Ice Boom Installation, delivery of Boom strings to harbor break wall from storage area. December 7, 2015. Photographer: Paul Pasquarello.

Ice Boom Installation, delivery of Boom strings to harbor break wall from storage area. December 7, 2015. Photographer: Paul Pasquarello.

The deep freeze has arrived in Great Lakes states and that means one thing: It’s time for the Lake Erie/Niagara River Ice Boom.

“The ice boom is meant to help Mother Nature do its job and create a stable ice jam at the mouth of the Niagara River,” said Lou Paonessa , communications director for the New York Power Authority.

The ice boom consists of 22 spans of large steel pontoons that stretch about two miles across the lake, from Buffalo, N.Y., to the shores of Fort Erie, Ontario. The power authority and Ontario Power Generation are responsible for its annual installation and removal.

“What happens is those pontoons are then anchored to the bottom of the lake floor and it helps Mother Nature form that stable ice cover. It will form no matter what, but this helps it to form sooner,” Paonessa said. “And what that does is it prevents a lot of ice flows from coming down the Niagara River jamming intakes which are used for collecting water for power production.”

Hydro-electric companies in the U.S. and Canada depend on the constant flow of the Niagara River to provide electricity for millions of residents on both sides of the border.

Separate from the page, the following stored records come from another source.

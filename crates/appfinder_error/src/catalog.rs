//! Error types for the upstream catalog client.

/// Error kinds for catalog search and lookup requests.
#[derive(Debug, Clone, PartialEq, Eq, PartialOrd, Ord, Hash, derive_more::Display)]
pub enum CatalogErrorKind {
    /// The HTTP request could not be sent or completed
    #[display("HTTP request failed: {}", _0)]
    Http(String),

    /// The upstream answered with a non-success status
    #[display("Upstream returned status {}", _0)]
    Status(u16),

    /// The response body could not be read
    #[display("Failed to read response body: {}", _0)]
    Body(String),

    /// The response body did not match the expected envelope
    #[display("Failed to deserialize response: {}", _0)]
    Deserialization(String),

    /// The client could not be configured
    #[display("Configuration error: {}", _0)]
    Configuration(String),
}

/// Catalog error with location tracking.
///
/// # Examples
///
/// ```
/// use appfinder_error::{CatalogError, CatalogErrorKind};
///
/// let err = CatalogError::new(CatalogErrorKind::Status(503));
/// assert!(format!("{}", err).contains("503"));
/// ```
#[derive(Debug, Clone, derive_more::Display, derive_more::Error)]
#[display("Catalog Error: {} at line {} in {}", kind, line, file)]
pub struct CatalogError {
    /// The error kind
    pub kind: CatalogErrorKind,
    /// Line number where error occurred
    pub line: u32,
    /// File where error occurred
    pub file: &'static str,
}

impl CatalogError {
    /// Create a new CatalogError with automatic location tracking.
    #[track_caller]
    pub fn new(kind: CatalogErrorKind) -> Self {
        let location = std::panic::Location::caller();
        Self {
            kind,
            line: location.line(),
            file: location.file(),
        }
    }
}

/// Result type for catalog operations.
pub type CatalogResult<T> = Result<T, CatalogError>;
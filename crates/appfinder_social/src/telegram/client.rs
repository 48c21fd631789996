//! Telegram bot client setup and lifecycle management.
//!
//! This module provides the AppFinderBot struct which verifies the bot token,
//! receives updates by long polling, and routes every text message through
//! the shared orchestrator.

use super::conversions::{TelegramSink, to_inbound};
use crate::SharedFinder;
use appfinder_error::{TransportError, TransportErrorKind};
use std::sync::Arc;
use teloxide::prelude::*;
use teloxide::dptree;
use teloxide::{ApiError, RequestError};
use tracing::{info, instrument};

/// Telegram bot front end for AppFinder.
pub struct AppFinderBot {
    bot: Bot,
    finder: SharedFinder,
}

impl AppFinderBot {
    /// Create a new AppFinderBot instance.
    ///
    /// # Arguments
    /// * `token` - Telegram bot token from BotFather
    /// * `finder` - Shared orchestrator
    ///
    /// # Errors
    /// Returns an error if the token is rejected or Telegram cannot be reached.
    #[instrument(skip(token, finder), fields(token_len = token.len()))]
    pub async fn new(token: String, finder: SharedFinder) -> Result<Self, TransportError> {
        info!("Initializing AppFinder Telegram bot");

        let bot = Bot::new(token);
        let me = bot.get_me().await.map_err(|e| match e {
            RequestError::Api(ApiError::InvalidToken) => {
                TransportError::new(TransportErrorKind::InvalidToken)
            }
            other => TransportError::new(TransportErrorKind::Connection(format!(
                "Failed to reach Telegram: {}",
                other
            ))),
        })?;

        info!(
            username = me.user.username.as_deref().unwrap_or_default(),
            "Bot authorized"
        );

        Ok(Self { bot, finder })
    }

    /// Start receiving updates.
    ///
    /// Blocks until the bot is shut down (e.g., via Ctrl+C). Each update is
    /// handled on its own task; non-text updates are ignored.
    #[instrument(skip(self))]
    pub async fn start(self) {
        info!("Starting Telegram dispatcher");

        let sink = Arc::new(TelegramSink::new(self.bot.clone()));
        let handler = Update::filter_message().endpoint(handle_message);

        Dispatcher::builder(self.bot, handler)
            .dependencies(dptree::deps![self.finder, sink])
            .enable_ctrlc_handler()
            .build()
            .dispatch()
            .await;

        info!("Telegram dispatcher stopped");
    }
}

async fn handle_message(
    message: Message,
    finder: SharedFinder,
    sink: Arc<TelegramSink>,
) -> ResponseResult<()> {
    if let Some(inbound) = to_inbound(&message) {
        finder.handle(&inbound, sink.as_ref()).await;
    }
    Ok(())
}
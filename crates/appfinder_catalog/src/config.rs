//! Configuration for the upstream catalog connection

use derive_getters::Getters;
use serde::{Deserialize, Serialize};
use std::time::Duration;

/// Default free-text search endpoint.
pub const DEFAULT_SEARCH_URL: &str = "https://itunes.apple.com/search";

/// Default identifier lookup endpoint.
pub const DEFAULT_LOOKUP_URL: &str = "https://itunes.apple.com/lookup";

/// Default per-request timeout in seconds.
pub const DEFAULT_TIMEOUT_SECS: u64 = 10;

/// Configuration for the upstream catalog connection
///
/// # Examples
///
/// ```
/// use appfinder_catalog::{CatalogConfig, CatalogConfigBuilder};
///
/// let config = CatalogConfigBuilder::default()
///     .search_url("http://localhost:9000/search")
///     .timeout_secs(3u64)
///     .build()
///     .unwrap();
///
/// assert_eq!(config.search_url(), "http://localhost:9000/search");
/// assert_eq!(config.lookup_url(), appfinder_catalog::DEFAULT_LOOKUP_URL);
/// ```
#[derive(Debug, Clone, PartialEq, Eq, Hash, Serialize, Deserialize, Getters, derive_builder::Builder)]
#[builder(setter(into), default)]
pub struct CatalogConfig {
    /// Free-text search endpoint
    #[serde(default = "default_search_url")]
    search_url: String,

    /// Identifier lookup endpoint
    #[serde(default = "default_lookup_url")]
    lookup_url: String,

    /// Per-request timeout (seconds)
    #[serde(default = "default_timeout_secs")]
    timeout_secs: u64,
}

fn default_search_url() -> String {
    DEFAULT_SEARCH_URL.to_string()
}

fn default_lookup_url() -> String {
    DEFAULT_LOOKUP_URL.to_string()
}

fn default_timeout_secs() -> u64 {
    DEFAULT_TIMEOUT_SECS
}

impl Default for CatalogConfig {
    fn default() -> Self {
        Self {
            search_url: default_search_url(),
            lookup_url: default_lookup_url(),
            timeout_secs: default_timeout_secs(),
        }
    }
}

impl CatalogConfig {
    /// Per-request timeout as a duration.
    pub fn timeout(&self) -> Duration {
        Duration::from_secs(self.timeout_secs)
    }
}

About 4,000 megawatts of electricity goes into two separate grids. In Canada, it’s distributed throughout Ontario. In New York, it’s distributed statewide, but also goes to six neighboring states: Ohio, New Jersey, Massachusetts, Connecticut, New Jersey and Rhode Island.

Peter Kowalski, operating manger at the Ontario Power Generation’s Niagara River Control Board said large-scale ice blockages could slow the flow of water and power generation.

“Without the ice boom, pans of ice would form on the lake and continue to flow out, creating issues for hydropower management downstream, issues for water management, the occurrence of blockages in the river, ” he said. “So the ice boom really helps to mitigate all those kinds of things.”

Also, because Lake Erie is the shallowest of all the Great Lakes, it freezes quickly from end to end. Kowalski said about 90 percent of the lake is covered by ice in winter months.

Installation started Dec. 16 and can last for several days. When winter is over, ithe boom is usually removed in early April.